EUC operations haven’t lacked for smart people or tools. What’s been missing is a way to connect decisions across teams without paying the swivel-chair, multi-console “UI tax.” SysTrack has always been the deep, first-party view of what’s happening on endpoints. SysTrack AI takes that truth layer and makes it useful everywhere: on the CIO’s laptop, at the helpdesk, in a user’s chat window, and inside the agentic apps you already rely on like ServiceNow and Microsoft Intune. The goal isn’t another pane of glass; it’s to make every pane you already own smarter and more honest.

Think about the kinds of decisions EUC teams make.

Investment decisions come first. Should we shift on-prem VDI to Windows 365? Which devices need to move to Windows 11, and what will that change, break or improve? When do AI PCs make sense? Those aren’t guesses; they’re bets. Good bets start with a baseline. With SysTrack you see the real fleet: hardware, drivers, apps, policies, utilization, and the experience people are actually having. You can ring changes, validate that a cohort stays healthy for a defined window, and expand with confidence. When someone asks whether an AI-capable device program will pay off, you can point to workload characteristics and measured experience deltas rather than a slide. Invest where the data says you’ll see an outcome—not where the demo sizzles.

Then there are support decisions. “My computer is slow” isn’t a category; it’s a state. The fastest way to close that ticket is to know what changed just before “slow” appeared: process spikes, disk contention, policy updates, a driver roll-out, a network issue. SysTrack captures that pre-failure context at the edge so you don’t waste cycles triaging symptoms. Edge vs. cloud isn’t a debate for us; it’s a design. Collect high-cadence facts on the device so you can act quickly; condense and normalize to the cloud so you can see trends, prove compliance, and plan. And then you automate: trigger on deterministic signals and enrich the action with the right context. That’s how you reduce the manual triage tax and keep false positives from becoming tomorrow’s backlog.

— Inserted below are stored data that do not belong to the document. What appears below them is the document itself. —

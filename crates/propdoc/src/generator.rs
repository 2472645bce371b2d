use std::fs;
use std::path::{Path, PathBuf};

use oxc_allocator::Allocator;
use rayon::prelude::*;

use crate::assembler::DocumentAssembler;
use crate::error::{DocsError, Result};
use crate::extractor::DeclarationExtractor;
use crate::model::{Diagnostic, RawDocument};
use crate::options::DocgenOptions;
use crate::oracle::SourceUnit;
use crate::output::Docgen;

/// Documentation generated for one source file.
#[derive(Debug, Clone, PartialEq)]
pub struct GeneratedDoc {
    pub path: PathBuf,
    pub docgen: Docgen,
    pub diagnostics: Vec<Diagnostic>,
}

/// Runs extraction and assembly for source files.
#[derive(Debug, Clone, Default)]
pub struct DocsGenerator {
    options: DocgenOptions,
}

impl DocsGenerator {
    /// Create a new generator with the provided options.
    pub fn new(options: DocgenOptions) -> Self {
        Self { options }
    }

    pub fn options(&self) -> &DocgenOptions {
        &self.options
    }

    /// Generate documentation for several files in parallel.
    ///
    /// Every file gets its own parser session. Results come back in input
    /// order and a failing file does not stop the others.
    pub fn generate_many<I>(&self, paths: I) -> Vec<(PathBuf, Result<GeneratedDoc>)>
    where
        I: IntoIterator<Item = PathBuf>,
    {
        let paths: Vec<PathBuf> = paths.into_iter().collect();
        paths
            .into_par_iter()
            .map(|path| {
                let result = self.generate_from_path(&path);
                (path, result)
            })
            .collect()
    }

    /// Generate documentation for a file on disk.
    pub fn generate_from_path(&self, path: impl AsRef<Path>) -> Result<GeneratedDoc> {
        let path = path.as_ref();
        let source = fs::read_to_string(path).map_err(|error| DocsError::Io {
            path: path.to_path_buf(),
            error,
        })?;
        self.generate_from_source(path, &source)
    }

    /// Generate documentation for an in-memory source string.
    pub fn generate_from_source(&self, path: impl AsRef<Path>, source: &str) -> Result<GeneratedDoc> {
        let path = path.as_ref();
        let _span = tracing::debug_span!("generate", path = %path.display()).entered();

        let raw = self.extract_raw(path, source)?;
        let assembly = DocumentAssembler::new(&self.options).assemble(&raw);

        Ok(GeneratedDoc {
            path: path.to_path_buf(),
            docgen: assembly.docgen,
            diagnostics: assembly.diagnostics,
        })
    }

    /// Run only the extraction stage, returning the raw document model.
    pub fn extract_raw(&self, path: impl AsRef<Path>, source: &str) -> Result<RawDocument> {
        let allocator = Allocator::default();
        let unit = SourceUnit::parse(&allocator, path.as_ref(), source)?;
        Ok(DeclarationExtractor::new(&self.options).extract(&unit))
    }
}
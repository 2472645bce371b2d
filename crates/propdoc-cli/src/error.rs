//! Error types for the propdoc CLI.

use std::path::PathBuf;

use miette::Report;
use propdoc::DocsError;
use thiserror::Error;

/// Result type alias for CLI operations.
pub type Result<T> = std::result::Result<T, CliError>;

/// Top-level CLI error type.
#[derive(Debug, Error)]
pub enum CliError {
    /// Errors from the documentation library (configuration, rendering)
    #[error(transparent)]
    Docs(#[from] DocsError),

    /// Writing the output file failed
    #[error("failed to write '{}': {error}", path.display())]
    Write {
        path: PathBuf,
        #[source]
        error: std::io::Error,
    },

    /// Writing to stdout failed
    #[error("I/O error: {0}")]
    Io(#[from] std::io::Error),

    /// Some input files could not be read or parsed
    #[error("{failed} of {total} file(s) could not be documented")]
    FilesFailed { failed: usize, total: usize },
}

/// Convert a CLI error into a miette report for display.
pub fn cli_error_to_miette(err: CliError) -> Report {
    match err {
        CliError::Docs(DocsError::Config { path, message }) => {
            let location = path
                .map(|path| format!(" in {}", path.display()))
                .unwrap_or_default();
            miette::miette!(
                "Configuration error{location}: {message}\n\nHint: check propdoc.toml, propdoc.json and PROPDOC_* variables"
            )
        }
        CliError::FilesFailed { .. } => {
            miette::miette!("{err}\n\nHint: run with --verbose for per-file details")
        }
        _ => miette::miette!("{}", err),
    }
}
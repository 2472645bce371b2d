use indexmap::IndexMap;

use crate::error::Result;
use crate::generator::GeneratedDoc;
use crate::output::Docgen;

/// JSON representation of a single document.
pub fn render_json(docgen: &Docgen, pretty: bool) -> Result<String> {
    let json = if pretty {
        serde_json::to_string_pretty(docgen)?
    } else {
        serde_json::to_string(docgen)?
    };
    Ok(json)
}

/// JSON object mapping each file path to its document, in input order.
pub fn render_json_map(docs: &[GeneratedDoc], pretty: bool) -> Result<String> {
    let payload: IndexMap<String, &Docgen> = docs
        .iter()
        .map(|doc| (doc.path.to_string_lossy().into_owned(), &doc.docgen))
        .collect();

    let json = if pretty {
        serde_json::to_string_pretty(&payload)?
    } else {
        serde_json::to_string(&payload)?
    };
    Ok(json)
}
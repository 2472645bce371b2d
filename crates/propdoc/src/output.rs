//! Output schema consumed by documentation renderers.

use indexmap::IndexMap;
use serde::ser::{Serialize, SerializeMap, Serializer};

/// Assembled documentation for one component.
#[derive(Debug, Clone, PartialEq, serde::Serialize)]
#[serde(rename_all = "camelCase")]
pub struct OutputDocument {
    #[serde(skip_serializing_if = "Option::is_none")]
    pub display_name: Option<String>,
    pub description: String,
    /// Props keyed by name, in declaration order.
    pub props: IndexMap<String, OutputProp>,
}

/// Documentation for a single prop.
#[derive(Debug, Clone, PartialEq, serde::Serialize)]
#[serde(rename_all = "camelCase")]
pub struct OutputProp {
    pub description: String,
    #[serde(rename = "type")]
    pub prop_type: PropType,
    pub required: bool,
    /// Serialised as `null` when no default was declared.
    pub default_value: Option<DefaultValue>,
}

#[derive(Debug, Clone, PartialEq, serde::Serialize)]
pub struct PropType {
    pub name: String,
    #[serde(skip_serializing_if = "Option::is_none")]
    pub value: Option<serde_json::Value>,
}

impl PropType {
    pub fn named(name: impl Into<String>) -> Self {
        Self {
            name: name.into(),
            value: None,
        }
    }
}

#[derive(Debug, Clone, PartialEq, Eq, serde::Serialize)]
pub struct DefaultValue {
    pub value: String,
    /// Always `false`: defaults are captured as text, never evaluated.
    pub computed: bool,
}

impl DefaultValue {
    pub fn literal(value: impl Into<String>) -> Self {
        Self {
            value: value.into(),
            computed: false,
        }
    }
}

/// Result of assembling one source unit.
///
/// The two "nothing found" shapes exist side by side: [`Docgen::Empty`]
/// serialises as `{}` and [`Docgen::Absent`] as `null`.
#[derive(Debug, Clone, PartialEq)]
pub enum Docgen {
    Document(OutputDocument),
    Empty,
    Absent,
}

impl Docgen {
    /// Returns the document when one was produced.
    pub fn document(&self) -> Option<&OutputDocument> {
        match self {
            Self::Document(document) => Some(document),
            Self::Empty | Self::Absent => None,
        }
    }

    pub fn is_document(&self) -> bool {
        matches!(self, Self::Document(_))
    }
}

impl Serialize for Docgen {
    fn serialize<S: Serializer>(&self, serializer: S) -> Result<S::Ok, S::Error> {
        match self {
            Self::Document(document) => document.serialize(serializer),
            Self::Empty => serializer.serialize_map(Some(0))?.end(),
            Self::Absent => serializer.serialize_none(),
        }
    }
}

#[cfg(test)]
mod tests {
    use super::*;

    #[test]
    fn missing_default_serializes_as_null() {
        let prop = OutputProp {
            description: String::new(),
            prop_type: PropType::named("string"),
            required: true,
            default_value: None,
        };
        let value = serde_json::to_value(&prop).expect("serializable");
        assert!(value["defaultValue"].is_null());
        assert!(value.as_object().expect("object").contains_key("defaultValue"));
        assert!(value["type"].get("value").is_none());
    }

    #[test]
    fn empty_and_absent_serialize_differently() {
        assert_eq!(serde_json::to_string(&Docgen::Empty).unwrap(), "{}");
        assert_eq!(serde_json::to_string(&Docgen::Absent).unwrap(), "null");
    }

    #[test]
    fn display_name_is_omitted_when_unset() {
        let document = OutputDocument {
            display_name: None,
            description: "General component description.".to_string(),
            props: IndexMap::new(),
        };
        let json = serde_json::to_string(&document).unwrap();
        assert_eq!(
            json,
            r#"{"description":"General component description.","props":{}}"#
        );
    }
}
//! Layered configuration loading.
//!
//! Priority: environment variables > config file > defaults. Callers such as
//! the CLI apply their own overrides on top of the loaded value.

use std::path::{Path, PathBuf};

use figment::{
    Figment,
    providers::{Env, Format as _, Json, Serialized, Toml},
};

use crate::error::{DocsError, Result};
use crate::options::DocgenOptions;

/// Config file names looked up in the working directory, in order.
pub const CONFIG_FILE_NAMES: [&str; 2] = ["propdoc.toml", "propdoc.json"];

/// Prefix for environment overrides, e.g. `PROPDOC_OUTPUT_VARIANT=classic`.
pub const ENV_PREFIX: &str = "PROPDOC_";

impl DocgenOptions {
    /// Load options relative to the current directory.
    pub fn load(config_path: Option<&Path>) -> Result<Self> {
        Self::load_from(Path::new("."), config_path)
    }

    /// Load options, discovering a config file under `root` unless an
    /// explicit path is given.
    pub fn load_from(root: &Path, config_path: Option<&Path>) -> Result<Self> {
        let mut figment = Figment::new().merge(Serialized::defaults(Self::default()));

        let config_file = match config_path {
            Some(path) => {
                if !path.exists() {
                    return Err(DocsError::config(
                        Some(path.to_path_buf()),
                        "config file not found",
                    ));
                }
                Some(path.to_path_buf())
            }
            None => discover(root),
        };

        if let Some(path) = &config_file {
            tracing::debug!(path = %path.display(), "loading configuration file");
            figment = if is_json(path) {
                figment.merge(Json::file(path))
            } else {
                figment.merge(Toml::file(path))
            };
        }

        figment = figment.merge(Env::prefixed(ENV_PREFIX));

        figment
            .extract()
            .map_err(|error| DocsError::config(config_file, error.to_string()))
    }
}

fn discover(root: &Path) -> Option<PathBuf> {
    CONFIG_FILE_NAMES
        .iter()
        .map(|name| root.join(name))
        .find(|path| path.is_file())
}

fn is_json(path: &Path) -> bool {
    path.extension()
        .and_then(|ext| ext.to_str())
        .is_some_and(|ext| ext.eq_ignore_ascii_case("json"))
}

#[cfg(test)]
mod tests {
    use super::*;
    use crate::options::{HeritageMode, OutputVariant};

    #[test]
    fn defaults_without_config_file() {
        let dir = tempfile::tempdir().unwrap();
        let options = DocgenOptions::load_from(dir.path(), None).unwrap();
        assert_eq!(options.heritage_mode, HeritageMode::Resolved);
        assert_eq!(options.output_variant, OutputVariant::Named);
        assert!(options.is_component_marker("React.Component"));
    }

    #[test]
    fn discovers_toml_config() {
        let dir = tempfile::tempdir().unwrap();
        std::fs::write(
            dir.path().join("propdoc.toml"),
            "heritage_mode = \"convention\"\noutput_variant = \"classic\"\n",
        )
        .unwrap();

        let options = DocgenOptions::load_from(dir.path(), None).unwrap();
        assert_eq!(options.heritage_mode, HeritageMode::Convention);
        assert_eq!(options.output_variant, OutputVariant::Classic);
        assert_eq!(options.namespace_markers, vec!["React", "Preact"]);
    }

    #[test]
    fn explicit_json_config() {
        let dir = tempfile::tempdir().unwrap();
        let path = dir.path().join("custom.json");
        std::fs::write(
            &path,
            r#"{ "component_markers": ["Widget"], "include_value_sets": true }"#,
        )
        .unwrap();

        let options = DocgenOptions::load_from(dir.path(), Some(&path)).unwrap();
        assert_eq!(options.component_markers, vec!["Widget"]);
        assert!(options.include_value_sets);
    }

    #[test]
    fn missing_explicit_config_is_an_error() {
        let dir = tempfile::tempdir().unwrap();
        let path = dir.path().join("nope.toml");
        let error = DocgenOptions::load_from(dir.path(), Some(&path)).unwrap_err();
        assert!(matches!(error, DocsError::Config { .. }));
    }

    #[test]
    fn invalid_values_are_reported() {
        let dir = tempfile::tempdir().unwrap();
        std::fs::write(dir.path().join("propdoc.toml"), "heritage_mode = \"guess\"\n").unwrap();
        let error = DocgenOptions::load_from(dir.path(), None).unwrap_err();
        assert!(error.to_string().contains("propdoc.toml"));
    }
}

Finally, outcome decisions. What’s the best way to measure end-user experience? Is quantitative or qualitative sentiment more useful? The honest answer is “both.” Telemetry tells you what happened; feedback tells you how it felt. SysTrack AI blends device-level facts with light, privacy-conscious prompts so you can tie actions to experience by cohort, location, device class, and application. If a change didn’t improve DEX for real people, we shouldn’t call it a win. Around here we say, “If we can’t prove something, we didn’t improve anything.”

How does SysTrack AI actually break the silos? We kept it to three moves. First, collect trustworthy facts at the endpoint: wide coverage, high cadence, and identity you can rely on. Second, trigger and enrich flows on those facts; deterministic sensors to start, rich context (apps, dependencies, recent changes) to guide what happens next, whether the doer is an engineer, an end user, or an agentic app. Third, verify and measure the outcome; a validation window and an audit trail you can report back on from our platform or any other platform you choose. We want to be your EUC agent of record. When you run operations this way, UI silos stop mattering because the evidence travels with the work.

This approach is exactly why we play nicely with others. In fact, SysTrack AI is designed to run equally well “headless”. Orchestration platforms and managed services bring great playbooks; we bring the endpoint truth that makes those playbooks precise. We’re grateful for the partners who build with us, and we design SysTrack AI to be neighborly: Teams or Slack or even voice as a front door for end-users if you want it, ITSM systems enriched rather than superseded or bypassed, and a fresh, clean new GUI so you don’t need to rewire what’s already working.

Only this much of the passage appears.